◆ What to do
Would you please write out each entry precisely as given?

◆ Study material
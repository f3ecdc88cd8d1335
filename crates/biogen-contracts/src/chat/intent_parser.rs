use std::collections::BTreeMap;

use serde_json::Value;

use super::command_registry::{
    CommandSpec, MULTI_ARG_COMMANDS, NO_ARG_COMMANDS, RAW_ARG_COMMANDS, SINGLE_ID_COMMANDS,
};

#[derive(Debug, Clone, PartialEq)]
pub struct Intent {
    pub action: String,
    pub raw: String,
    pub prompt: Option<String>,
    pub command_args: BTreeMap<String, Value>,
}

impl Intent {
    fn new(action: &str, raw: &str) -> Self {
        Self {
            action: action.to_string(),
            raw: raw.to_string(),
            prompt: None,
            command_args: BTreeMap::new(),
        }
    }

    pub fn arg_str(&self, key: &str) -> Option<&str> {
        self.command_args
            .get(key)
            .and_then(Value::as_str)
            .map(str::trim)
            .filter(|value| !value.is_empty())
    }

    pub fn arg_list(&self, key: &str) -> Vec<String> {
        self.command_args
            .get(key)
            .and_then(Value::as_array)
            .map(|rows| {
                rows.iter()
                    .filter_map(Value::as_str)
                    .map(str::to_string)
                    .collect()
            })
            .unwrap_or_default()
    }
}

fn find_action(command: &str, specs: &[CommandSpec]) -> Option<&'static str> {
    specs
        .iter()
        .find(|spec| spec.command == command)
        .map(|spec| spec.action)
}

fn split_args(arg: &str) -> Vec<String> {
    if arg.trim().is_empty() {
        return Vec::new();
    }
    match shell_words::split(arg) {
        Ok(parts) => parts
            .into_iter()
            .filter(|value| !value.is_empty())
            .collect(),
        Err(_) => arg
            .split_whitespace()
            .map(str::to_string)
            .filter(|value| !value.is_empty())
            .collect(),
    }
}

fn parse_single_arg(arg: &str) -> String {
    let parts = split_args(arg);
    match parts.len() {
        0 => String::new(),
        1 => parts[0].clone(),
        _ => parts.join(" "),
    }
}

/// Classifies one line of chat input. Slash commands map to actions; any
/// other non-blank text is a direct generation prompt.
pub fn parse_intent(text: &str) -> Intent {
    let raw_trimmed = text.trim();
    if raw_trimmed.is_empty() {
        return Intent::new("noop", text);
    }

    if let Some(slash_tail) = raw_trimmed.strip_prefix('/') {
        let command_len = slash_tail
            .chars()
            .take_while(|ch| ch.is_ascii_alphanumeric() || *ch == '_')
            .count();
        if command_len > 0 {
            let command = slash_tail[..command_len].to_ascii_lowercase();
            let arg = slash_tail[command_len..].trim();

            if let Some(action) = find_action(&command, RAW_ARG_COMMANDS) {
                let key = if action == "set_locale" {
                    "locale"
                } else {
                    "model"
                };
                let mut intent = Intent::new(action, text);
                intent
                    .command_args
                    .insert(key.to_string(), Value::String(arg.to_string()));
                return intent;
            }

            if let Some(action) = find_action(&command, SINGLE_ID_COMMANDS) {
                let mut intent = Intent::new(action, text);
                intent
                    .command_args
                    .insert("id".to_string(), Value::String(parse_single_arg(arg)));
                return intent;
            }

            if let Some(action) = find_action(&command, MULTI_ARG_COMMANDS) {
                let mut intent = Intent::new(action, text);
                intent.command_args.insert(
                    "args".to_string(),
                    Value::Array(split_args(arg).into_iter().map(Value::String).collect()),
                );
                return intent;
            }

            if let Some(action) = find_action(&command, NO_ARG_COMMANDS) {
                return Intent::new(action, text);
            }

            let mut intent = Intent::new("unknown", text);
            intent
                .command_args
                .insert("command".to_string(), Value::String(command));
            intent
                .command_args
                .insert("arg".to_string(), Value::String(arg.to_string()));
            return intent;
        }
    }

    let mut intent = Intent::new("generate", text);
    intent.prompt = Some(raw_trimmed.to_string());
    intent
}

#[cfg(test)]
mod tests {
    use serde_json::json;

    use super::parse_intent;

    #[test]
    fn plain_text_is_a_generate_prompt() {
        let intent = parse_intent("  a glass-winged desert moth  ");
        assert_eq!(intent.action, "generate");
        assert_eq!(intent.prompt.as_deref(), Some("a glass-winged desert moth"));
    }

    #[test]
    fn blank_line_is_noop() {
        assert_eq!(parse_intent("   ").action, "noop");
    }

    #[test]
    fn parse_guided_pairs() {
        let intent = parse_intent("/guided habitat=Ocean \"diet=Energy Feeder\"");
        assert_eq!(intent.action, "guided");
        assert_eq!(
            intent.command_args["args"],
            json!(["habitat=Ocean", "diet=Energy Feeder"])
        );
        assert_eq!(intent.arg_list("args").len(), 2);

        let empty = parse_intent("/guided");
        assert_eq!(empty.command_args["args"], json!([]));
    }

    #[test]
    fn parse_battle_ids() {
        let intent = parse_intent("/battle abyss-01 \"glass stalker\"");
        assert_eq!(intent.action, "battle");
        assert_eq!(intent.arg_list("args"), vec!["abyss-01", "glass stalker"]);
    }

    #[test]
    fn parse_single_id_commands() {
        let show = parse_intent("/show abyss-01");
        assert_eq!(show.action, "show_entry");
        assert_eq!(show.arg_str("id"), Some("abyss-01"));

        let delete = parse_intent("/delete \"two words\"");
        assert_eq!(delete.action, "delete_entry");
        assert_eq!(delete.command_args["id"], json!("two words"));

        assert_eq!(parse_intent("/load x").action, "load_entry");
        assert_eq!(parse_intent("/json x").action, "dump_entry");
        assert_eq!(parse_intent("/show").arg_str("id"), None);
    }

    #[test]
    fn parse_settings_commands() {
        let locale = parse_intent("/locale ko");
        assert_eq!(locale.action, "set_locale");
        assert_eq!(locale.arg_str("locale"), Some("ko"));

        let model = parse_intent("/image_model dryrun-image-1");
        assert_eq!(model.action, "set_image_model");
        assert_eq!(model.arg_str("model"), Some("dryrun-image-1"));
    }

    #[test]
    fn parse_no_arg_commands() {
        assert_eq!(parse_intent("/archive").action, "list_archive");
        assert_eq!(parse_intent("/CLEAR").action, "clear_archive");
        assert_eq!(parse_intent("/exit").action, "quit");
        assert_eq!(parse_intent("/help").action, "help");
    }

    #[test]
    fn parse_unknown_command() {
        let intent = parse_intent("/summon foo bar");
        assert_eq!(intent.action, "unknown");
        assert_eq!(intent.command_args["command"], json!("summon"));
        assert_eq!(intent.command_args["arg"], json!("foo bar"));
    }

    #[test]
    fn lone_slash_is_treated_as_prompt() {
        let intent = parse_intent("/ ");
        assert_eq!(intent.action, "generate");
    }
}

◆ Reply
repository f3ecdc88cd8d1335
filename crates/biogen-contracts/src/chat/intent_parser.rs
use std::collections::BTreeMap;

use serde_json::Value;

use super::command_registry::{
    CommandSpec, MULTI_ARG_COMMANDS, NO_ARG_COMMANDS, RAW_ARG_COMMANDS, SINGLE_ID_COMMANDS,
};

#[derive(Debug, Clone, PartialEq)]
pub struct Intent {
    pub action: String,
    pub raw: String,
    pub prompt: Option<String>,
    pub command_args: BTreeMap<String, Value>,
}

impl Intent {
    fn new(action: &str, raw: &str) -> Self {
        Self {
            action: action.to_string(),
            raw: raw.to_string(),
            prompt: None,
            command_args: BTreeMap::new(),
        }
    }

    pub fn arg_str(&self, key: &str) -> Option<&str> {
        self.command_args
            .get(key)
            .and_then(Value::as_str)
            .map(str::trim)
            .filter(|value| !value.is_empty())
    }

    pub fn arg_list(&self, key: &str) -> Vec<String> {
        self.command_args
            .get(key)
            .and_then(Value::as_array)
            .map(|rows| {
                rows.iter()
                    .filter_map(Value::as_str)
                    .map(str::to_string)
                    .collect()
            })
            .unwrap_or_default()
    }
}

fn find_action(command: &str, specs: &[CommandSpec]) -> Option<&'static str> {
    specs
        .iter()
        .find(|spec| spec.command == command)
        .map(|spec| spec.action)
}

fn split_args(arg: &str) -> Vec<String> {
    if arg.trim().is_empty() {
        return Vec::new();
    }
    match shell_words::split(arg) {
        Ok(parts) => parts
            .into_iter()
            .filter(|value| !value.is_empty())
            .collect(),
        Err(_) => arg
            .split_whitespace()
            .map(str::to_string)
            .filter(|value| !value.is_empty())
            .collect(),
    }
}

fn parse_single_arg(arg: &str) -> String {
    let parts = split_args(arg);
    match parts.len() {
        0 => String::new(),
        1 => parts[0].clone(),
        _ => parts.join(" "),
    }
}

/// Classifies one line of chat input. Slash commands map to actions; any
/// other non-blank text is a direct generation prompt.
pub fn parse_intent(text: &str) -> Intent {
    let raw_trimmed = text.trim();
    if raw_trimmed.is_empty() {
        return Intent::new("noop", text);
    }

    if let Some(slash_tail) = raw_trimmed.strip_prefix('/') {
        let command_len = slash_tail
            .chars()
            .take_while(|ch| ch.is_ascii_alphanumeric() || *ch == '_')
            .count();
        if command_len > 0 {
            let command = slash_tail[..command_len].to_ascii_lowercase();
            let arg = slash_tail[command_len..].trim();

            if let Some(action) = find_action(&command, RAW_ARG_COMMANDS) {
                let key = if action == "set_locale" {
                    "locale"
                } else {
                    "model"
                };
                let mut intent = Intent::new(action, text);
                intent
                    .command_args
                    .insert(key.to_string(), Value::String(arg.to_string()));
                return intent;
            }

            if let Some(action) = find_action(&command, SINGLE_ID_COMMANDS) {
                let mut intent = Intent::new(action, text);
                intent
                    .command_args
                    .insert("id".to_string(), Value::String(parse_single_arg(arg)));
                return intent;
            }

            if let Some(action) = find_action(&command, MULTI_ARG_COMMANDS) {
                let mut intent = Intent::new(action, text);
                intent.command_args.insert(
                    "args".to_string(),
                    Value::Array(split_args(arg).into_iter().map(Value::String).collect()),
                );
                return intent;
            }

            if let Some(action) = find_action(&command, NO_ARG_COMMANDS) {
                return Intent::new(action, text);
            }

            let mut intent = Intent::new("unknown", text);
            intent
                .command_args
                .insert("command".to_string(), Value::String(command));
            intent
                .command_args
                .insert("arg".to_string(), Value::String(arg.to_string()));
            return intent;
        }
    }

    let mut intent = Intent::new("generate", text);
    intent.prompt = Some(raw_trimmed.to_string());
    intent
}

#[cfg(test)]
mod tests {
    use serde_json::json;

    use super::parse_intent;

    #[test]
    fn plain_text_is_a_generate_prompt() {
        let intent = parse_intent("  a glass-winged desert moth  ");
        assert_eq!(intent.action, "generate");
        assert_eq!(intent.prompt.as_deref(), Some("a glass-winged desert moth"));
    }

    #[test]
    fn blank_line_is_noop() {
        assert_eq!(parse_intent("   ").action, "noop");
    }

    #[test]
    fn parse_guided_pairs() {
        let intent = parse_intent("/guided habitat=Ocean \"diet=Energy Feeder\"");
        assert_eq!(intent.action, "guided");
        assert_eq!(
            intent.command_args["args"],
            json!(["habitat=Ocean", "diet=Energy Feeder"])
        );
        assert_eq!(intent.arg_list("args").len(), 2);

        let empty = parse_intent("/guided");
        assert_eq!(empty.command_args["args"], json!([]));
    }

    #[test]
    fn parse_battle_ids() {
        let intent = parse_intent("/battle abyss-01 \"glass stalker\"");
        assert_eq!(intent.action, "battle");
        assert_eq!(intent.arg_list("args"), vec!["abyss-01", "glass stalker"]);
    }

    #[test]
    fn parse_single_id_commands() {
        let show = parse_intent("/show abyss-01");
        assert_eq!(show.action, "show_entry");
        assert_eq!(show.arg_str("id"), Some("abyss-01"));

        let delete = parse_intent("/delete \"two words\"");
        assert_eq!(delete.action, "delete_entry");
        assert_eq!(delete.command_args["id"], json!("two words"));

        assert_eq!(parse_intent("/load x").action, "load_entry");
        assert_eq!(parse_intent("/json x").action, "dump_entry");
        assert_eq!(parse_intent("/show").arg_str("id"), None);
    }

    #[test]
    fn parse_settings_commands() {
        let locale = parse_intent("/locale ko");
        assert_eq!(locale.action, "set_locale");
        assert_eq!(locale.arg_str("locale"), Some("ko"));

        let model = parse_intent("/image_model dryrun-image-1");
        assert_eq!(model.action, "set_image_model");
        assert_eq!(model.arg_str("model"), Some("dryrun-image-1"));
    }

    #[test]
    fn parse_no_arg_commands() {
        assert_eq!(parse_intent("/archive").action, "list_archive");
        assert_eq!(parse_intent("/CLEAR").action, "clear_archive");
        assert_eq!(parse_intent("/exit").action, "quit");
        assert_eq!(parse_intent("/help").action, "help");
    }

    #[test]
    fn parse_unknown_command() {
        let intent = parse_intent("/summon foo bar");
        assert_eq!(intent.action, "unknown");
        assert_eq!(intent.command_args["command"], json!("summon"));
        assert_eq!(intent.command_args["arg"], json!("foo bar"));
    }

    #[test]
    fn lone_slash_is_treated_as_prompt() {
        let intent = parse_intent("/ ");
        assert_eq!(intent.action, "generate");
    }
}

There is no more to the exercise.